═══ DATA SHOWN ═══
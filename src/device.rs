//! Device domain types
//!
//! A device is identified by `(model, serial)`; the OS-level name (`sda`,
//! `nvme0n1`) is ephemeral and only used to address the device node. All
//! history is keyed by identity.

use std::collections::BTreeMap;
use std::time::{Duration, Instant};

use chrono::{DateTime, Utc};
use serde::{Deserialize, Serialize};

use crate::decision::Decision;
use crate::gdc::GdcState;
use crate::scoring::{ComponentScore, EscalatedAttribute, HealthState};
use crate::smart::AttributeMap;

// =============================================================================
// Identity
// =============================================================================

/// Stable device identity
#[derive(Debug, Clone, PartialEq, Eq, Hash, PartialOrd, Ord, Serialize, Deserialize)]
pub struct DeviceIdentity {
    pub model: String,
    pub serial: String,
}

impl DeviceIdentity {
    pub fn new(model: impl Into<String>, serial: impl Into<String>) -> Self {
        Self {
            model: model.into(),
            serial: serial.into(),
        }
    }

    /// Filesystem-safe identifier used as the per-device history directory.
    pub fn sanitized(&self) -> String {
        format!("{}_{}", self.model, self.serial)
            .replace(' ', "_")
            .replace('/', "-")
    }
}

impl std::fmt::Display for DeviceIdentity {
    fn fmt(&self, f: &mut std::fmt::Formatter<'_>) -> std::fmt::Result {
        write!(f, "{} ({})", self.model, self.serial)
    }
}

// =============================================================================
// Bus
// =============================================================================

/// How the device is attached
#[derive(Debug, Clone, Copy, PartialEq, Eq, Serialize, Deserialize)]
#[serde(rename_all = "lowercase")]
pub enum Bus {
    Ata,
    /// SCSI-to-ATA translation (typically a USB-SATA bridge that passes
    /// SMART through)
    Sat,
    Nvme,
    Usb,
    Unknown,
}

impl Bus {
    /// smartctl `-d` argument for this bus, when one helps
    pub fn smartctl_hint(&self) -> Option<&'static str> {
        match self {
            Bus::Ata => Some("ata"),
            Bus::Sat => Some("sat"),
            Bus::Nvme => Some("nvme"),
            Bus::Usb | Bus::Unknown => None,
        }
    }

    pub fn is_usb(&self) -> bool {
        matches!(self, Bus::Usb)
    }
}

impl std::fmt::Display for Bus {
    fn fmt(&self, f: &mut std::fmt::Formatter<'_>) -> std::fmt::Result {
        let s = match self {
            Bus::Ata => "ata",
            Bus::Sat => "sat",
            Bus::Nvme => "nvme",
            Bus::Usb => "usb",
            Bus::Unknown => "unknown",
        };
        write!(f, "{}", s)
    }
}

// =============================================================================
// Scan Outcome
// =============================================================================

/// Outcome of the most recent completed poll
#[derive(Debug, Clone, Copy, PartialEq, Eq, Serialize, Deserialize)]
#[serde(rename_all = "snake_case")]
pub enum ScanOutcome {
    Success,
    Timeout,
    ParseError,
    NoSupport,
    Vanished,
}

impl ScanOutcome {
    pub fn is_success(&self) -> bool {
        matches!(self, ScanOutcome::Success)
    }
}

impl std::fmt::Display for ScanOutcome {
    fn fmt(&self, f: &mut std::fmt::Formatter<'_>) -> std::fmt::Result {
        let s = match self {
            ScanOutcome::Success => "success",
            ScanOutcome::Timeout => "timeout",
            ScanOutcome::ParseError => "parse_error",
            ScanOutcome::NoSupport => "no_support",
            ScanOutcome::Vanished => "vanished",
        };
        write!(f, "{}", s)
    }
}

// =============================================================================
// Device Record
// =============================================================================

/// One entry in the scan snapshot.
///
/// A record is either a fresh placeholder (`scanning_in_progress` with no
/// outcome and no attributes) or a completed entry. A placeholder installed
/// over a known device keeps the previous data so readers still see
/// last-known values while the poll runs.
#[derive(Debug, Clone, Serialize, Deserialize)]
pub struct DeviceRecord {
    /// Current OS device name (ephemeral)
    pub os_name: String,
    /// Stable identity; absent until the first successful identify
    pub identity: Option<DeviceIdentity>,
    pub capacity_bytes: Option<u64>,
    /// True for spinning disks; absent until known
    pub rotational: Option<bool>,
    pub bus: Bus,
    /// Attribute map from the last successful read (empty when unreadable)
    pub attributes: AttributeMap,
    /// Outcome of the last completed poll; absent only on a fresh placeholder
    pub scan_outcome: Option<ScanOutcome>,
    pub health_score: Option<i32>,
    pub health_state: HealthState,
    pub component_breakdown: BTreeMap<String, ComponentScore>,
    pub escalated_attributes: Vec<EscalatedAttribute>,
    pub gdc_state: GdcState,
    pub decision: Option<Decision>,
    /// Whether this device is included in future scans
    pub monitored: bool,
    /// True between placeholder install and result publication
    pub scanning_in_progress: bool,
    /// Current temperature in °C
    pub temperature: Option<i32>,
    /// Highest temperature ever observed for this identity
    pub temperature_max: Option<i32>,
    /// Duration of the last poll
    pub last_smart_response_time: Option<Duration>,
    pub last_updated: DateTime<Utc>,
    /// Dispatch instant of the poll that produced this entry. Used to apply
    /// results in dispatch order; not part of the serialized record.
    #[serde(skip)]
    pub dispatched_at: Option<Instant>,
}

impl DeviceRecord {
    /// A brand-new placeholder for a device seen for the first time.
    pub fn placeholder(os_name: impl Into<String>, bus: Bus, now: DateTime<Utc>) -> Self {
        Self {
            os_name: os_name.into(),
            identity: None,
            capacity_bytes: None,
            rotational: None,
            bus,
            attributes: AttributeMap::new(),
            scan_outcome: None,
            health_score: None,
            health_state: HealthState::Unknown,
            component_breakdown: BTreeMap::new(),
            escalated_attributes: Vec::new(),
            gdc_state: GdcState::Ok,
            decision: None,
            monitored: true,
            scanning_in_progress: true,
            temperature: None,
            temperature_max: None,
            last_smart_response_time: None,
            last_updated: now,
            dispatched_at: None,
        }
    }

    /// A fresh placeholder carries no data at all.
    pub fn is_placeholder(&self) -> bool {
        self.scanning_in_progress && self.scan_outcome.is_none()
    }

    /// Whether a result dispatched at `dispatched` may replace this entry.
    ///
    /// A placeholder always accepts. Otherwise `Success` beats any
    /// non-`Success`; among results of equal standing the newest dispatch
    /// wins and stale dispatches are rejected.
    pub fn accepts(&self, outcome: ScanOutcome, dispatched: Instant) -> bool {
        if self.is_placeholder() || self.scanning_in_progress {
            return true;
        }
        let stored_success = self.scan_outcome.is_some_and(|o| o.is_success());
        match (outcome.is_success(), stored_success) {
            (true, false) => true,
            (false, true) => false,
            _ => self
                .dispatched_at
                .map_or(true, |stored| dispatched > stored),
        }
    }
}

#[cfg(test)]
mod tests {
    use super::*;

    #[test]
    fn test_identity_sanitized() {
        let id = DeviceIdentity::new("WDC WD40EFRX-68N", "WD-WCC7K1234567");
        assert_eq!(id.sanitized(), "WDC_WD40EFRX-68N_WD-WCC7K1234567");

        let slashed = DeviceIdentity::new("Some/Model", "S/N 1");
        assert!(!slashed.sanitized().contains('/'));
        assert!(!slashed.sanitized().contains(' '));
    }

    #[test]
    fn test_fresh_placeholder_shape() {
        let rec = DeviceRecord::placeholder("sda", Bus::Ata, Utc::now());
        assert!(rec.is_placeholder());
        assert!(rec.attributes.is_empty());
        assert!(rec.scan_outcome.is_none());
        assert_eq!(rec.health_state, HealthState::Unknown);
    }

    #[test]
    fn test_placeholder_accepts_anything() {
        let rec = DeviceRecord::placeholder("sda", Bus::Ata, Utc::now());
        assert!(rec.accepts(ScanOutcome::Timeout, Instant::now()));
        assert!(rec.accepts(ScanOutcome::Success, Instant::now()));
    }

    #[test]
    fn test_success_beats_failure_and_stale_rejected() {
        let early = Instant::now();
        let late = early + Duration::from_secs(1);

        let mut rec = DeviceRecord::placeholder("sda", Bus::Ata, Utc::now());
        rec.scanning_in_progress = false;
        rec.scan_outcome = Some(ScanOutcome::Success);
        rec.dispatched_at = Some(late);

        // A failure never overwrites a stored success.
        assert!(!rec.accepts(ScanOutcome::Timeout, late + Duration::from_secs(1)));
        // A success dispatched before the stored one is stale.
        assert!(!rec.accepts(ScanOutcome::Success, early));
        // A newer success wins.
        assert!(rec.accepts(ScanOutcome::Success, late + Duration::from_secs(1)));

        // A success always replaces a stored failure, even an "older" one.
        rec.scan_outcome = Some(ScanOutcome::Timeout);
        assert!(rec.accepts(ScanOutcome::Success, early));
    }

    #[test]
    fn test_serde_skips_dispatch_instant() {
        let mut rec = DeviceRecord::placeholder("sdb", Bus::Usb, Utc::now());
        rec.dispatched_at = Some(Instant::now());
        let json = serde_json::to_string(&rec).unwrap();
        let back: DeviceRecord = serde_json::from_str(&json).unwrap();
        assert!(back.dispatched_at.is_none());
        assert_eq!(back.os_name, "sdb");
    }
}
═══
═══ DATA SHOWN ═══
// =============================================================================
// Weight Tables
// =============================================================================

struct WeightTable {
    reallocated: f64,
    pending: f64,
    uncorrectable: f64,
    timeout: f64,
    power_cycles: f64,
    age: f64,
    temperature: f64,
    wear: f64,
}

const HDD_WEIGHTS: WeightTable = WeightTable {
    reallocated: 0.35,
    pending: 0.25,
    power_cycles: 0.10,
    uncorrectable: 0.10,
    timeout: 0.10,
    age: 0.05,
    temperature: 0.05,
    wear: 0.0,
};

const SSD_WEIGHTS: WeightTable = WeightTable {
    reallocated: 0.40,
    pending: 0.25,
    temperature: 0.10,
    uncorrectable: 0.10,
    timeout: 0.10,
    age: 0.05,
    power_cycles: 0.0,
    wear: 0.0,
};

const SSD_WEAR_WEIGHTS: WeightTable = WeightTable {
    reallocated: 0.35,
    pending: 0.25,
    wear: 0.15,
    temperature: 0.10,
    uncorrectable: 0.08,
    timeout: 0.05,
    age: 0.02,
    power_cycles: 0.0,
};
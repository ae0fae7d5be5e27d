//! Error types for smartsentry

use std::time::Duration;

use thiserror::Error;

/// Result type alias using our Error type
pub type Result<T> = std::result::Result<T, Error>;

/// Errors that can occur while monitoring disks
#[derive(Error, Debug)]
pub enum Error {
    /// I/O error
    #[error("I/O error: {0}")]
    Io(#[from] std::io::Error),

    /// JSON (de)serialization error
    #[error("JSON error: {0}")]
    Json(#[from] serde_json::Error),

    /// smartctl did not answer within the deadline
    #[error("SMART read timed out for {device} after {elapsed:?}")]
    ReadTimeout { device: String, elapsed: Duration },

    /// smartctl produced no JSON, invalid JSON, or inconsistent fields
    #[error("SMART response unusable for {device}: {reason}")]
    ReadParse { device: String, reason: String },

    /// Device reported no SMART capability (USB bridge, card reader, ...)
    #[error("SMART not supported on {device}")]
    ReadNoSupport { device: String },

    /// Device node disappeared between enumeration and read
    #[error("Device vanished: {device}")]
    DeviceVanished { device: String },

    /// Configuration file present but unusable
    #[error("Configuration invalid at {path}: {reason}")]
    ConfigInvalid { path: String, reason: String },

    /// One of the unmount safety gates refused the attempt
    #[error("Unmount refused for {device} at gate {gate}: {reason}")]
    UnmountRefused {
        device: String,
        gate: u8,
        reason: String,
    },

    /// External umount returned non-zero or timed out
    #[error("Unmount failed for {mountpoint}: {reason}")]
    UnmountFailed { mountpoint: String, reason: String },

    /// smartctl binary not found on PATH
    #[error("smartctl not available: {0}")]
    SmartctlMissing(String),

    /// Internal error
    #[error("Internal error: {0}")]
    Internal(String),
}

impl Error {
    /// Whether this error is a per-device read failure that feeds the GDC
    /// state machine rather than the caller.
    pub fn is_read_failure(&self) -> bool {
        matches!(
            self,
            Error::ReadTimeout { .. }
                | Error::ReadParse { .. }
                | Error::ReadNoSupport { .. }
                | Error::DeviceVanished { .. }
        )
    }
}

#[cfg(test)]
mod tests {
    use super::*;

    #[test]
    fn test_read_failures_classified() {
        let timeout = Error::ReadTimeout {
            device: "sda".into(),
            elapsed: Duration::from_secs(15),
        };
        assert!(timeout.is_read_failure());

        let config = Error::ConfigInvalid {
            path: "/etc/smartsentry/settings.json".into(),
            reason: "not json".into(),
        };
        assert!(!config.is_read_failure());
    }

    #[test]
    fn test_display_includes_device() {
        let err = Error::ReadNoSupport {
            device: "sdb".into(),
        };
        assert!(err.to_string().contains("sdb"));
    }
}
═══
From the data above, reproduce word for word the lines running from the line with "filename src/device.rs" to the line with "Stable device identity", ends included.

--- RESPONSE ---
filename src/device.rs
//! Device domain types
//!
//! A device is identified by `(model, serial)`; the OS-level name (`sda`,
//! `nvme0n1`) is ephemeral and only used to address the device node. All
//! history is keyed by identity.

use std::collections::BTreeMap;
use std::time::{Duration, Instant};

use chrono::{DateTime, Utc};
use serde::{Deserialize, Serialize};

use crate::decision::Decision;
use crate::gdc::GdcState;
use crate::scoring::{ComponentScore, EscalatedAttribute, HealthState};
use crate::smart::AttributeMap;

// =============================================================================
// Identity
// =============================================================================

/// Stable device identity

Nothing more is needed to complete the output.